Foi então que ouvi um “ploct”.

Olhei para baixo bem a tempo de ver meu celular — com todos os meus contatos, minha agenda, minhas músicas — cair do bolso da calça, boiar por dois segundos e depois mergulhar dentro do vaso sanitário.

A luz do sol batendo em meu rosto me acordou. Levei alguns segundos para entender onde eu estava
.
Ai, minha cabeça! Quanto eu bebi ontem?

Olhei em volta com os olhos serrados, o sol fazendo minha cabeça latejar ainda mais. Ah! Meu sofá. Minha sala. Meu apartamento. Fiquei deitada por mais um tempinho tentando, sem sucesso, fazer desaparecer a sensação horrível em meu estômago. Ainda estava com as mesmas roupas da noite passada — porém, sem os sapatos. Sentei-me lentamente, sentindo que talvez minha cabeça pudesse explodir em milhares de pedaços. Fui até a cozinha e tomei dois copos grandes cheios de água e um analgésico — talvez isso limpasse meu organismo e diminuísse o barulho dentro da minha cabeça.

Deixei a água quente do meu super chuveiro cair em meu rosto, enquanto a memória da noite anterior enchia minha cabeça latejante. Evidentemente, a comemoração — da qual o Josh não tinha ideia do que fosse, ainda, mas que comemorou com muito entusiasmo mesmo assim — tinha saído do controle. Eu, claramente, tinha exagerado um pouco. Um pouco demais! Mas não era todo dia que sua melhor amiga resolve ser a namorida de alguém, exatamente na mesma noite em que seu celular se afoga numa privada imunda.

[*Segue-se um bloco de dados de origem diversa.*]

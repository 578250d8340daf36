//! Claude Code CLI-backed implementation of the `chat_protocol` backend contract.
//!
//! Each invocation spawns the CLI in stream-JSON mode and translates its
//! NDJSON output into protocol units. Tool policy is enforced here: a tool
//! call outside the allowed set halts the process before the tool runs.

use std::io::{BufRead, BufReader, Read};
use std::path::PathBuf;
use std::process::{Command, Stdio};
use std::sync::atomic::Ordering;
use std::thread;
use std::time::{Duration, Instant};

use chat_protocol::{
    Backend, BackendInitError, BackendProfile, CancelSignal, InvocationRequest, ProtocolUnit,
};
use tracing::{debug, info, warn};
use wait_timeout::ChildExt;

mod registry;
mod translate;

pub use registry::ProcessRegistry;
pub use translate::{LineOutcome, StreamTranslator, ASK_USER_TOOL};

/// Stable backend identifier used for explicit startup selection.
pub const CLI_BACKEND_ID: &str = "claude-cli";
pub const DEFAULT_CLI_PROGRAM: &str = "claude";
pub const INSTALL_HINT: &str = "Install it with: npm install -g @anthropic-ai/claude-code";

const DEFAULT_VERSION_TIMEOUT: Duration = Duration::from_secs(10);
const DEFAULT_TERMINATE_GRACE: Duration = Duration::from_secs(3);

/// Runtime configuration for the CLI backend.
#[derive(Debug, Clone, PartialEq, Eq)]
pub struct CliBackendConfig {
    pub program: PathBuf,
    pub version_timeout: Duration,
    pub terminate_grace: Duration,
}

impl CliBackendConfig {
    #[must_use]
    pub fn new(program: impl Into<PathBuf>) -> Self {
        Self {
            program: program.into(),
            version_timeout: DEFAULT_VERSION_TIMEOUT,
            terminate_grace: DEFAULT_TERMINATE_GRACE,
        }
    }

    #[must_use]
    pub fn with_version_timeout(mut self, timeout: Duration) -> Self {
        self.version_timeout = timeout;
        self
    }

    #[must_use]
    pub fn with_terminate_grace(mut self, grace: Duration) -> Self {
        self.terminate_grace = grace;
        self
    }
}

impl Default for CliBackendConfig {
    fn default() -> Self {
        Self::new(DEFAULT_CLI_PROGRAM)
    }
}

#[derive(Debug)]
pub struct ClaudeCliBackend {
    config: CliBackendConfig,
    registry: ProcessRegistry,
}

impl ClaudeCliBackend {
    pub fn new(config: CliBackendConfig) -> Result<Self, BackendInitError> {
        if config.program.as_os_str().is_empty() {
            return Err(BackendInitError::new("CLI program path must not be empty"));
        }

        Ok(Self {
            config,
            registry: ProcessRegistry::default(),
        })
    }

    pub fn config(&self) -> &CliBackendConfig {
        &self.config
    }

    fn program_label(&self) -> String {
        self.config.program.display().to_string()
    }
}

/// Command-line arguments for one invocation, in the order the CLI expects.
#[must_use]
pub fn invocation_args(request: &InvocationRequest) -> Vec<String> {
    let mut args: Vec<String> = [
        "--print",
        "--verbose",
        "--output-format",
        "stream-json",
        "--include-partial-messages",
        // Approval is enforced by halting the process at tool boundaries.
        "--dangerously-skip-permissions",
    ]
    .iter()
    .map(ToString::to_string)
    .collect();

    if let Some(conversation_id) = &request.conversation_id {
        args.push("--resume".to_string());
        args.push(conversation_id.clone());
    }

    if !request.model.trim().is_empty() {
        args.push("--model".to_string());
        args.push(request.model.clone());
    }

    args.push(request.message.clone());
    args
}

impl Backend for ClaudeCliBackend {
    fn profile(&self) -> BackendProfile {
        BackendProfile {
            backend_id: CLI_BACKEND_ID.to_string(),
            display_name: "Claude Code CLI".to_string(),
        }
    }

    fn check_available(&self) -> Result<String, BackendInitError> {
        let unavailable = |detail: String| {
            BackendInitError::new(format!(
                "{} is not available ({detail}). {INSTALL_HINT}",
                self.program_label()
            ))
        };

        let mut child = Command::new(&self.config.program)
            .arg("--version")
            .stdin(Stdio::null())
            .stdout(Stdio::piped())
            .stderr(Stdio::null())
            .spawn()
            .map_err(|error| unavailable(error.to_string()))?;

        let status = match child.wait_timeout(self.config.version_timeout) {
            Ok(Some(status)) => status,
            Ok(None) => {
                let _ = child.kill();
                let _ = child.wait();
                return Err(unavailable("version check timed out".to_string()));
            }
            Err(error) => {
                let _ = child.kill();
                return Err(unavailable(error.to_string()));
            }
        };

        let mut stdout = String::new();
        if let Some(mut pipe) = child.stdout.take() {
            let _ = pipe.read_to_string(&mut stdout);
        }

        if !status.success() {
            return Err(unavailable(format!("exit status {status}")));
        }

        Ok(stdout.trim().to_string())
    }

    fn invoke(
        &self,
        request: InvocationRequest,
        cancel: CancelSignal,
        emit: &mut dyn FnMut(ProtocolUnit),
    ) -> Result<(), String> {
        let mut command = Command::new(&self.config.program);
        command
            .args(invocation_args(&request))
            .stdin(Stdio::null())
            .stdout(Stdio::piped())
            .stderr(Stdio::piped());
        if let Some(dir) = &request.working_directory {
            command.current_dir(dir);
        }

        let mut child = command
            .spawn()
            .map_err(|error| format!("Failed to launch {}: {error}", self.program_label()))?;
        let stdout = child
            .stdout
            .take()
            .ok_or_else(|| "CLI stdout was not captured".to_string())?;
        let stderr = child.stderr.take();
        let stderr_reader = thread::Builder::new()
            .name("chatgate-cli-stderr".to_string())
            .spawn(move || {
                let mut output = String::new();
                if let Some(mut stderr) = stderr {
                    let _ = stderr.read_to_string(&mut output);
                }
                output
            })
            .map_err(|error| format!("Failed to spawn stderr reader: {error}"))?;

        let process_id = request.session_id.clone();
        let child = self.registry.register(&process_id, child);
        info!(process_id = %process_id, model = %request.model, "CLI invocation started");

        let mut translator = StreamTranslator::new(request.allowed_tools.clone());
        let mut terminate_requested: Option<Instant> = None;
        let mut interrupted = false;

        for line in BufReader::new(stdout).lines() {
            if cancel.load(Ordering::SeqCst) {
                break;
            }

            let line = match line {
                Ok(line) => line,
                Err(error) => {
                    warn!(process_id = %process_id, error = %error, "failed reading CLI output");
                    break;
                }
            };

            let outcome = translator.translate_line(&line);
            for unit in outcome.units {
                emit(unit);
            }

            if outcome.interrupted {
                debug!(process_id = %process_id, "halting CLI for user interaction");
                interrupted = true;
                break;
            }
        }

        if interrupted || cancel.load(Ordering::SeqCst) {
            if let Err(error) = registry::terminate(&child) {
                warn!(process_id = %process_id, error = %error, "failed to terminate CLI process");
            }
            terminate_requested = Some(Instant::now());
        }

        let status = registry::wait_for_exit(&child, terminate_requested, self.config.terminate_grace);
        self.registry.unregister(&process_id, &child);
        let stderr_output = stderr_reader.join().unwrap_or_default();
        let status = status?;

        if interrupted || cancel.load(Ordering::SeqCst) {
            return Ok(());
        }

        if !status.success() && !translator.text_seen() {
            let stderr_output = stderr_output.trim();
            return Err(if stderr_output.is_empty() {
                match status.code() {
                    Some(code) => format!("CLI exited with code {code}"),
                    None => format!("CLI exited with {status}"),
                }
            } else {
                stderr_output.to_string()
            });
        }

        emit(ProtocolUnit::done(translator.usage()));
        Ok(())
    }

    fn cancel(&self, process_id: &str) -> Result<(), String> {
        self.registry.stop(process_id)
    }
}
#![allow(dead_code)]

use std::path::{Path, PathBuf};

use chat_protocol::{ChatSession, InvocationRequest, Settings, ToolActivity};
use chatgate::{HostOps, InvocationId, TurnEvent};
use serde_json::Value;

#[derive(Default)]
pub struct HostSpy {
    pub next_invocation_id: InvocationId,
    pub requests: Vec<InvocationRequest>,
    pub cancelled: Vec<(InvocationId, String)>,
    pub saved_sessions: Vec<ChatSession>,
    pub deleted_sessions: Vec<String>,
    pub saved_settings: Vec<Settings>,
    pub valid_folders: Vec<PathBuf>,
    pub events: Vec<TurnEvent>,
    pub fail_next_start: Option<String>,
    pub fail_saves: Option<String>,
}

impl HostSpy {
    pub fn last_request(&self) -> &InvocationRequest {
        self.requests.last().expect("an invocation was started")
    }

    pub fn last_saved(&self) -> &ChatSession {
        self.saved_sessions.last().expect("a session was saved")
    }

    pub fn errors(&self) -> Vec<&str> {
        self.events
            .iter()
            .filter_map(|event| match event {
                TurnEvent::Error(message) => Some(message.as_str()),
                _ => None,
            })
            .collect()
    }

    pub fn take_events(&mut self) -> Vec<TurnEvent> {
        std::mem::take(&mut self.events)
    }
}

impl HostOps for HostSpy {
    fn start_invocation(&mut self, request: InvocationRequest) -> Result<InvocationId, String> {
        if let Some(error) = self.fail_next_start.take() {
            return Err(error);
        }

        self.next_invocation_id += 1;
        self.requests.push(request);
        Ok(self.next_invocation_id)
    }

    fn cancel_invocation(&mut self, invocation_id: InvocationId, session_id: &str) {
        self.cancelled.push((invocation_id, session_id.to_string()));
    }

    fn save_session(&mut self, session: &ChatSession) -> Result<(), String> {
        if let Some(error) = &self.fail_saves {
            return Err(error.clone());
        }

        self.saved_sessions.push(session.clone());
        Ok(())
    }

    fn delete_session(&mut self, session_id: &str) -> Result<(), String> {
        self.deleted_sessions.push(session_id.to_string());
        Ok(())
    }

    fn validate_folder(&self, path: &Path) -> bool {
        self.valid_folders.iter().any(|folder| folder == path)
    }

    fn save_settings(&mut self, settings: &Settings) -> Result<(), String> {
        self.saved_settings.push(settings.clone());
        Ok(())
    }

    fn emit(&mut self, event: TurnEvent) {
        self.events.push(event);
    }
}

pub fn tool(tool_id: &str, tool_name: &str, phase: &str, input: Value) -> ToolActivity {
    ToolActivity::new(tool_id, tool_name, phase).with_input(input)
}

Precisava comprar outro. Urgente! O que uma garota podia fazer sem seu celular?

Fechei o registro do chuveiro e fui me vestir. Dei uma olhada pela janela do quarto e aquela manhã de fevereiro parecia agradavelmente quente. Vesti roupas leves — uma regata branca, saia jeans e tênis de lona; não iria usar saltos numa manhã de sábado nem que a rainha de algum lugar exigisse sob a pena de cortar minha cabeça fora! Dei uma última olhada no espelho, que agora mostrava uma imagem bem melhor que a de quando acordei — meu rosto pálido não tinha mais o tom esverdeado — e passei as mãos nos cabelos para arrumar melhor minhas ondas, não havia muito que eu pudesse fazer a esse respeito, meu cabelo tinha vida própria, não importava o que eu fizesse com ele. Há muito havia desistido da briga. Peguei minha bolsa e tomei mais água antes de sair de casa, ainda não era seguro comer. Esperava encontrar meu novo celular rapidamente. Daria um trabalhão colocar todos os meus dados e arquivos nele, já que não pude enfiar a mão na privada e resgatar ao menos o cartão de memória do meu falecido aparelho.

Constatei, assim que sai do meu prédio, que o dia estava realmente agradável, o sol estava quente e confortável e uma brisa suave trazia o perfume das flores da pequena praça próxima ao meu prédio. Um leve aroma de comida no ar fez meu estômago se agitar um pouco, mas a náusea estava ficando mais suportável. Passei pela praça e notei com estranheza, que havia poucas pessoas ali. Normalmente, sempre ficava cheia de ciclistas e pessoas fazendo suas corridas, famílias com seus filhos correndo na grama e até cachorros levando seus donos para um passeio matinal. Naquela manhã, porém, estava quase deserta. Talvez por que já estivesse perto da hora do almoço, pensei. Entrei na primeira loja e fui direto para o balcão dos celulares. Estranhamente, a loja também estava vazia, apenas uma vendedora ali sem cliente algum. Será que era feriado ou coisa assim e eu não estava sabendo?
Deixei o assunto de lado assim que olhei para a vitrine do balcão. Ah! Tantos modelos, tantas funções e ferramentas, tantas possibilidades ao meu alcance — desde que parcelasse no cartão de crédito, claro. Sentia-me como uma criança numa loja de brinquedos.

A vendedora, a única ali, se aproximou com um sorriso no rosto delicado.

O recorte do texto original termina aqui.